Records for processing —
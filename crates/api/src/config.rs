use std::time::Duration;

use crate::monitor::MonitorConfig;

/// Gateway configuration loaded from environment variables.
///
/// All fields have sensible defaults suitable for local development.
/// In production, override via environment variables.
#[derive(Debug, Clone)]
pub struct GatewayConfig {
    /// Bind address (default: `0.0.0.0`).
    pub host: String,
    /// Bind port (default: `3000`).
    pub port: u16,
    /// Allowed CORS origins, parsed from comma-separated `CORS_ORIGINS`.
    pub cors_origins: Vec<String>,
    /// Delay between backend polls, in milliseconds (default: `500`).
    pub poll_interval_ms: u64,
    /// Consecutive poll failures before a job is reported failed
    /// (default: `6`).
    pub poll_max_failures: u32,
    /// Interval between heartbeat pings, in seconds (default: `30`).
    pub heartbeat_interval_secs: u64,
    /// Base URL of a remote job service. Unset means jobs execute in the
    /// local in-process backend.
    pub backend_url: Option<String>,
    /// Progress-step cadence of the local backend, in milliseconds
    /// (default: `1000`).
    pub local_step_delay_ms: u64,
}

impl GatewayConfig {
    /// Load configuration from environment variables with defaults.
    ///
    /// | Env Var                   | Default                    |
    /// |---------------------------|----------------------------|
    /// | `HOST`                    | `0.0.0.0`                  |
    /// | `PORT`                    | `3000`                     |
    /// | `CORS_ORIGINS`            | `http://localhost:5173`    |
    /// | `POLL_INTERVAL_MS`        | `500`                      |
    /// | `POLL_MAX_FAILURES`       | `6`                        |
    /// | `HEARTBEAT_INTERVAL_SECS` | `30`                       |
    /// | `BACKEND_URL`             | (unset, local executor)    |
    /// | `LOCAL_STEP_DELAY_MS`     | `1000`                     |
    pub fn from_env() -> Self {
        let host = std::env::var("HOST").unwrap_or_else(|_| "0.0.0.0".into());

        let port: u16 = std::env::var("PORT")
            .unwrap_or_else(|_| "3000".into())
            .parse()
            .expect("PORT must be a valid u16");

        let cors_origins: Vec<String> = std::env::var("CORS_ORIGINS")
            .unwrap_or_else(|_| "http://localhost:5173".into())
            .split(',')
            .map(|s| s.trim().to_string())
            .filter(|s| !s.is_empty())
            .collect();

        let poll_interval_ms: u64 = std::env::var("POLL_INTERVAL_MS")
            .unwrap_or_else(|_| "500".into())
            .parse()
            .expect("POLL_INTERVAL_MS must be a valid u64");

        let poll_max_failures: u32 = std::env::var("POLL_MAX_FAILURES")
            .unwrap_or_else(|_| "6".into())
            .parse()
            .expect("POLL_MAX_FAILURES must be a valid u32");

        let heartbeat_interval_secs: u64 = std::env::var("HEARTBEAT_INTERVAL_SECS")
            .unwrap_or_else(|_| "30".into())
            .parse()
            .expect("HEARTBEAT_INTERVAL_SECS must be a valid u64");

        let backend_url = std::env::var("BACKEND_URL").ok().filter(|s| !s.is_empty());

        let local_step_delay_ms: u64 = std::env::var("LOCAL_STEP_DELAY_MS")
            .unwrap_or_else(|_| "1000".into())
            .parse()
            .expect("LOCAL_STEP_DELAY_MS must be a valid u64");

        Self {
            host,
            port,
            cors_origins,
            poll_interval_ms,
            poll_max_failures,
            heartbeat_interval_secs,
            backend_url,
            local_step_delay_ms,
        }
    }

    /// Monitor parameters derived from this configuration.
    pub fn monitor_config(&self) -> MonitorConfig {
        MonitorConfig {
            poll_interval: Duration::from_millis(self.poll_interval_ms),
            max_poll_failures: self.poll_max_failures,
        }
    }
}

---

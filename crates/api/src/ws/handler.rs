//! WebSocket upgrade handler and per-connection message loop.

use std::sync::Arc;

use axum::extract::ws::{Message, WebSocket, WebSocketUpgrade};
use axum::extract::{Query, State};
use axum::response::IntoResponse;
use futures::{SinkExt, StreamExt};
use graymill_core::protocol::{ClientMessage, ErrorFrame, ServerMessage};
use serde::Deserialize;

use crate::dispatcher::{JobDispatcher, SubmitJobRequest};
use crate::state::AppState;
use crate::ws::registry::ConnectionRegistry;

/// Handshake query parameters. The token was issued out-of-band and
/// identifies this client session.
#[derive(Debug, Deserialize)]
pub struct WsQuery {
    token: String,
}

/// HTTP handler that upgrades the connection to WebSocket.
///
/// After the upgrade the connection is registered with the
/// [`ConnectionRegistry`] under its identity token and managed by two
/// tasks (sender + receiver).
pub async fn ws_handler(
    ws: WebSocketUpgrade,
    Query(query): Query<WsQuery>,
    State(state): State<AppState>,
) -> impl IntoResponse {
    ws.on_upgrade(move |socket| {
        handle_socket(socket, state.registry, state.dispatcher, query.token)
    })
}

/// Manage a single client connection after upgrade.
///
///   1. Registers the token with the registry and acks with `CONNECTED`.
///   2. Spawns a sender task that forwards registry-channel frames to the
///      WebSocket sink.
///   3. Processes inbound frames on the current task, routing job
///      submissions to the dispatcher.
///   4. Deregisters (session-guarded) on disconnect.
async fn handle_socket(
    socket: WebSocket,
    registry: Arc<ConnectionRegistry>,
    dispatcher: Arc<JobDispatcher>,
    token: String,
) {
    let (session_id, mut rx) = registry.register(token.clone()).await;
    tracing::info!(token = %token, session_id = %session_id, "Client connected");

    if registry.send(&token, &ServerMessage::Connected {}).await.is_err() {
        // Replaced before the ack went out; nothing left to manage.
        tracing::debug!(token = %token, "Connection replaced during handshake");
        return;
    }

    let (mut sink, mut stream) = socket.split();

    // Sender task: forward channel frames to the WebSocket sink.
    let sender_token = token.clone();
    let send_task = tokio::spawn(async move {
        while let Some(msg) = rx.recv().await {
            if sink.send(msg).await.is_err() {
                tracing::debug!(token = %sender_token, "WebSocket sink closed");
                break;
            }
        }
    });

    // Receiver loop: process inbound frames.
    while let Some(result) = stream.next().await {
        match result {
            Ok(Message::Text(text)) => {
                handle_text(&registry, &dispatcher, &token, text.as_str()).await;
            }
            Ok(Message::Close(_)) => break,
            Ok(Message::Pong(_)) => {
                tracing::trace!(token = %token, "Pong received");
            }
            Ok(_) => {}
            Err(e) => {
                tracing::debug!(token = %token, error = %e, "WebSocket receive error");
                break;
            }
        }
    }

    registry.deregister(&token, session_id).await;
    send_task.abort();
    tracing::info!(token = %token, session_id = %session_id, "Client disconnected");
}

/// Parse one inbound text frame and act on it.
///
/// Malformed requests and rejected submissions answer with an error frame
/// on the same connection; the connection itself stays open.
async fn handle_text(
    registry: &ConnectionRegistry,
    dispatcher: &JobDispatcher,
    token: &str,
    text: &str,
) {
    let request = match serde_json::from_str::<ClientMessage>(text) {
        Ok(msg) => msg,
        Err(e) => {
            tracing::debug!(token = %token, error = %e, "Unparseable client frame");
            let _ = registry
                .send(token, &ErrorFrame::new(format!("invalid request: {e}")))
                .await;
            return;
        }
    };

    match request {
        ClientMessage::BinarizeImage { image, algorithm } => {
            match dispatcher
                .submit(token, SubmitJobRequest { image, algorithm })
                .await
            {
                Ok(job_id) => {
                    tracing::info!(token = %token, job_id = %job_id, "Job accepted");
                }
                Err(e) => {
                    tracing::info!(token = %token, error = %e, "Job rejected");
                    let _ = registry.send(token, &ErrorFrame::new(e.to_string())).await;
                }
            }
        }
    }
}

Task item — Scan the entries above for the word "filter". Report the lines that hold it.

Expected answer —
            .filter(|s| !s.is_empty())
        let backend_url = std::env::var("BACKEND_URL").ok().filter(|s| !s.is_empty());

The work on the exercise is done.